Schering-Plough reported wider losses in the fourth quarter of 2004 – coming in at some $856 million dollars in the red, versus last year’s $181 million loss [[27/01/04b]], as the company took an $807 million tax provision during the three months, which relates to recently enacted US legislation, allowing companies to repatriate funds held by foreign subsidiaries to the US at a much-reduced tax rate. However, sales for the period rose a not insignificant 12% to $2.2 billion, including a favourable currency exchange rate, and the firm’s recently announced marketing alliance with Bayer, which contributed $91 million [[13/09/04b]].
Global prescription drug revenues, excluding the cholesterol products, Vytorin (ezetimibe/simvastatin) and Zetia (ezetimibe) marketed together with Merck & Co, climbed 15% to $1.7 billion. The brain cancer treatment, Temodar (temozolamide), rose 72% in the quarter to $150 million, while the anti-inflammatory, Remicade (infliximab), was up 33% to $212 million and the oncology agent, Caelyx (pegylated liposomal doxorubicin), climbed 25% to $40 million. The allergyproducts, Clarinex (desloratadine) and Nasonex (mometasone), rose 22% to $162 million and 10% to $145 million respectively. On a slightly darker note, the hepatitis C products continued to see declining sales as a result of increasing competition – Peg-Intron (eginterferon alfa-2b) was down 15% to $138 million and Rebetol (ribavirin) sank 51% to $49 million.

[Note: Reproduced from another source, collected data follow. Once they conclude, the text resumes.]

//! SQLite ledger backend
//!
//! One row per published (event, stage). The primary key makes recording a
//! publication an atomic insert-if-absent at the storage layer.

use std::path::Path;
use std::sync::{Arc, Mutex};

use async_trait::async_trait;
use chrono::Utc;
use rusqlite::{params, Connection};

use crate::models::{EventId, Stage};
use crate::storage::ledger::{LedgerStore, StageFlags};
use crate::utils::error::LedgerError;

/// Ledger stored in an SQLite database
pub struct SqliteLedgerStore {
    conn: Arc<Mutex<Connection>>,
}

impl SqliteLedgerStore {
    /// Open (or create) a ledger database
    pub fn new(path: impl AsRef<Path>) -> Result<Self, LedgerError> {
        let path = path.as_ref();
        if let Some(parent) = path.parent().filter(|p| !p.as_os_str().is_empty()) {
            std::fs::create_dir_all(parent)
                .map_err(|e| LedgerError::io("create ledger directory", e))?;
        }

        let conn = Connection::open(path)?;

        // FULL so a recorded publication survives power loss
        conn.execute_batch("PRAGMA journal_mode=WAL; PRAGMA synchronous=FULL;")?;

        let store = Self {
            conn: Arc::new(Mutex::new(conn)),
        };
        store.create_schema()?;
        Ok(store)
    }

    /// Create an in-memory ledger (for testing)
    pub fn in_memory() -> Result<Self, LedgerError> {
        let conn = Connection::open_in_memory()?;
        let store = Self {
            conn: Arc::new(Mutex::new(conn)),
        };
        store.create_schema()?;
        Ok(store)
    }

    fn create_schema(&self) -> Result<(), LedgerError> {
        let conn = lock(&self.conn)?;
        conn.execute_batch(
            r#"
            CREATE TABLE IF NOT EXISTS stage_publications (
                event_id INTEGER NOT NULL,
                stage TEXT NOT NULL,
                published_at TEXT NOT NULL,
                PRIMARY KEY (event_id, stage)
            );
            "#,
        )?;
        Ok(())
    }

    /// Run a blocking closure against the connection off the async runtime
    async fn with_conn<T, F>(&self, f: F) -> Result<T, LedgerError>
    where
        T: Send + 'static,
        F: FnOnce(&Connection) -> Result<T, LedgerError> + Send + 'static,
    {
        let conn = Arc::clone(&self.conn);
        tokio::task::spawn_blocking(move || {
            let conn = lock(&conn)?;
            f(&conn)
        })
        .await
        .map_err(|e| LedgerError::Task(e.to_string()))?
    }
}

fn lock(conn: &Mutex<Connection>) -> Result<std::sync::MutexGuard<'_, Connection>, LedgerError> {
    conn.lock()
        .map_err(|_| LedgerError::Task("sqlite connection lock poisoned".to_string()))
}

fn db_id(event_id: EventId) -> Result<i64, LedgerError> {
    i64::try_from(event_id.0)
        .map_err(|_| LedgerError::Corrupted(format!("event id {event_id} out of range")))
}

fn insert_stage(conn: &Connection, id: i64, stage: Stage) -> Result<bool, LedgerError> {
    let changed = conn.execute(
        "INSERT INTO stage_publications (event_id, stage, published_at)
         VALUES (?1, ?2, ?3)
         ON CONFLICT(event_id, stage) DO NOTHING",
        params![id, stage.as_str(), Utc::now().to_rfc3339()],
    )?;
    Ok(changed == 1)
}

#[async_trait]
impl LedgerStore for SqliteLedgerStore {
    async fn get(&self, event_id: EventId) -> Result<StageFlags, LedgerError> {
        let id = db_id(event_id)?;
        self.with_conn(move |conn| {
            let mut stmt =
                conn.prepare("SELECT stage FROM stage_publications WHERE event_id = ?1")?;
            let stages = stmt
                .query_map(params![id], |row| row.get::<_, String>(0))?
                .collect::<Result<Vec<_>, _>>()?;

            let mut flags = StageFlags::default();
            for raw in stages {
                match Stage::parse(&raw) {
                    Some(stage) => {
                        flags.set(stage);
                    }
                    None => {
                        return Err(LedgerError::Corrupted(format!(
                            "unknown stage '{raw}' for event {id}"
                        )))
                    }
                }
            }
            Ok(flags)
        })
        .await
    }

    async fn put(&self, event_id: EventId, flags: StageFlags) -> Result<(), LedgerError> {
        let id = db_id(event_id)?;
        self.with_conn(move |conn| {
            for stage in flags.published_stages() {
                insert_stage(conn, id, stage)?;
            }
            Ok(())
        })
        .await
    }

    async fn mark(&self, event_id: EventId, stage: Stage) -> Result<bool, LedgerError> {
        let id = db_id(event_id)?;
        self.with_conn(move |conn| insert_stage(conn, id, stage)).await
    }

    fn backend_name(&self) -> &'static str {
        "sqlite"
    }
}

“During 2004, we did what we said we would do,” said Fred Hassan, the firm’s chairman and chief executive. “We go into 2005 with much accomplished and still much work ahead… We continue to anticipate beginning a turnaround later this year.” The company says it has made much progress on its action agenda, which aims to turn the once-troubled firm around, and is seeing the beginnings of top-line growth, adding that Vytorin and Zetia are now at the centre of this turnaround, with annual sales in excess of $1 billion.